Stored data:
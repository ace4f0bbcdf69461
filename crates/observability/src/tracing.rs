//! Tracing/logging initialization.
//!
//! Filtering follows `RUST_LOG` (default `info`). Output is one JSON object
//! per line unless `LOG_FORMAT=text` asks for human-readable lines.

use std::str::FromStr;

use tracing_subscriber::EnvFilter;

/// Log line format.
#[derive(Debug, Copy, Clone, Default, PartialEq, Eq)]
pub enum LogFormat {
    #[default]
    Json,
    Text,
}

impl FromStr for LogFormat {
    type Err = String;

    fn from_str(s: &str) -> Result<Self, Self::Err> {
        match s.trim().to_ascii_lowercase().as_str() {
            "json" => Ok(Self::Json),
            "text" | "pretty" => Ok(Self::Text),
            other => Err(format!("unknown log format {other:?}")),
        }
    }
}

impl LogFormat {
    /// Read `LOG_FORMAT`; unset or unknown values mean JSON.
    pub fn from_env() -> Self {
        std::env::var("LOG_FORMAT")
            .ok()
            .and_then(|v| v.parse().ok())
            .unwrap_or_default()
    }
}

/// Initialize tracing/logging for the process using `LOG_FORMAT`.
///
/// Safe to call multiple times (subsequent calls are no-ops).
pub fn init() {
    init_with(LogFormat::from_env());
}

/// Initialize tracing/logging with an explicit format.
pub fn init_with(format: LogFormat) {
    let filter = EnvFilter::try_from_default_env()
        .unwrap_or_else(|_| EnvFilter::new("info"));

    let builder = tracing_subscriber::fmt()
        .with_env_filter(filter)
        .with_timer(tracing_subscriber::fmt::time::SystemTime)
        .with_target(false);

    let _ = match format {
        LogFormat::Json => builder.json().try_init(),
        LogFormat::Text => builder.try_init(),
    };
}

#[cfg(test)]
mod tests {
    use super::*;

    #[test]
    fn formats_parse_case_insensitively() {
        assert_eq!("JSON".parse::<LogFormat>(), Ok(LogFormat::Json));
        assert_eq!(" text ".parse::<LogFormat>(), Ok(LogFormat::Text));
        assert!("xml".parse::<LogFormat>().is_err());
    }

    #[test]
    fn repeated_init_is_a_no_op() {
        init_with(LogFormat::Text);
        init_with(LogFormat::Json);
    }
}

WHAT IS BEING ASKED:
Begin with the line that contains "use super::*;" and quote each line after it exactly, stopping after the last line of the data.

REPLY:
    use super::*;

    #[test]
    fn formats_parse_case_insensitively() {
        assert_eq!("JSON".parse::<LogFormat>(), Ok(LogFormat::Json));
        assert_eq!(" text ".parse::<LogFormat>(), Ok(LogFormat::Text));
        assert!("xml".parse::<LogFormat>().is_err());
    }

    #[test]
    fn repeated_init_is_a_no_op() {
        init_with(LogFormat::Text);
        init_with(LogFormat::Json);
    }
}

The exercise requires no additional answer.